=== INPUT DATA ===
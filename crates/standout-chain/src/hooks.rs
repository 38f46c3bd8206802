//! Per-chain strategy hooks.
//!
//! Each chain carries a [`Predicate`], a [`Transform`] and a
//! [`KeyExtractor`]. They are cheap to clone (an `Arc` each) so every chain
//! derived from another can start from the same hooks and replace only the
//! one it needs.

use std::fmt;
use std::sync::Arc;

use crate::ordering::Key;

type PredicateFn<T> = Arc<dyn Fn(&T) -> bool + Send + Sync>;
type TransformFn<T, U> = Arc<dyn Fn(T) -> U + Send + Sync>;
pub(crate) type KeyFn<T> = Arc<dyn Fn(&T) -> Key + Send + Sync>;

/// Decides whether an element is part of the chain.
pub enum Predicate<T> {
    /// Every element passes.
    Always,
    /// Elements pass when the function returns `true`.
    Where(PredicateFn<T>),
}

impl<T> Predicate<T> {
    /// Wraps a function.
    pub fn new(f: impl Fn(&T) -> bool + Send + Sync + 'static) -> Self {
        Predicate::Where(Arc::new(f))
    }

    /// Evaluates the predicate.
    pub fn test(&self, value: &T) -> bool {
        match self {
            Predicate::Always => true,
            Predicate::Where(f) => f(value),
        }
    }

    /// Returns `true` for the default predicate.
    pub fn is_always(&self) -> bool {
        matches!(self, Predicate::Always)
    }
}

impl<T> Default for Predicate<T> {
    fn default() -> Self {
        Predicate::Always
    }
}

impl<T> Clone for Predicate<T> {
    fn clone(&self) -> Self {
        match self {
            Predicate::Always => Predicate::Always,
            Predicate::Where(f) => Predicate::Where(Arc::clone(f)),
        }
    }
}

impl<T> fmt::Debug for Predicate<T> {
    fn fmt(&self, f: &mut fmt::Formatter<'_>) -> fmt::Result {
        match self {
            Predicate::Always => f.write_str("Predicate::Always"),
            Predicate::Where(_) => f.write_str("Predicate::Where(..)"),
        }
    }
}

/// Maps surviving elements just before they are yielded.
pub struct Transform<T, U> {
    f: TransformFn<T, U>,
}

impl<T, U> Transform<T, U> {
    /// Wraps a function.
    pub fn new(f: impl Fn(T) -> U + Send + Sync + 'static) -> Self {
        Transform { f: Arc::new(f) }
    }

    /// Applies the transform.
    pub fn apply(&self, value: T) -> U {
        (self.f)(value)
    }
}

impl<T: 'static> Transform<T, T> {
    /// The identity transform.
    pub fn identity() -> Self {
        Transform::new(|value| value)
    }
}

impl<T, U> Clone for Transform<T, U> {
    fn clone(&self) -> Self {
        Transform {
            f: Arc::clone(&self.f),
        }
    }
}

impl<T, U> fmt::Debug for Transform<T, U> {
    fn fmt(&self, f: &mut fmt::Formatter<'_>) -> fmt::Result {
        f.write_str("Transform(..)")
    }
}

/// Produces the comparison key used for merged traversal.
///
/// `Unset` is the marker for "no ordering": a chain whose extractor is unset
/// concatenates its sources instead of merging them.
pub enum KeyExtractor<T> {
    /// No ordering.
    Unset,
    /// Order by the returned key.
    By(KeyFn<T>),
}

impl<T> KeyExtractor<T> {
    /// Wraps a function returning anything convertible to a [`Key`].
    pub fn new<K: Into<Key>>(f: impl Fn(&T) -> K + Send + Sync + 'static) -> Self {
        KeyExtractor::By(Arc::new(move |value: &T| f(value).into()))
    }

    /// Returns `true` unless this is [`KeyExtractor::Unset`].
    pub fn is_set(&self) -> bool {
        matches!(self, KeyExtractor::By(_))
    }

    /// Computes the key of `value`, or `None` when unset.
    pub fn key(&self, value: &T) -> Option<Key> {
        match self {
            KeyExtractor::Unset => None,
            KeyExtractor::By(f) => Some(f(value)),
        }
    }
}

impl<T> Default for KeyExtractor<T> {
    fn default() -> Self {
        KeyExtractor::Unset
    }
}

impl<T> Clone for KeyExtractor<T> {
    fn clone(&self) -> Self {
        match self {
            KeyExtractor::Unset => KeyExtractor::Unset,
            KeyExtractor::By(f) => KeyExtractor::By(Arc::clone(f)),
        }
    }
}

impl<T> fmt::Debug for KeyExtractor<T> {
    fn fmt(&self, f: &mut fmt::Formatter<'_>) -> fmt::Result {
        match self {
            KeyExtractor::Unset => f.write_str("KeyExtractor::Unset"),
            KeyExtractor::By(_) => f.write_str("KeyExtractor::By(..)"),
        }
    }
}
===
= TASK DESCRIPTION =
In the listing above, find each line with the word "function" and copy it out.

= YOUR RESPONSE =
    /// Elements pass when the function returns `true`.
    /// Wraps a function.
    /// Wraps a function.
    /// Wraps a function returning anything convertible to a [`Key`].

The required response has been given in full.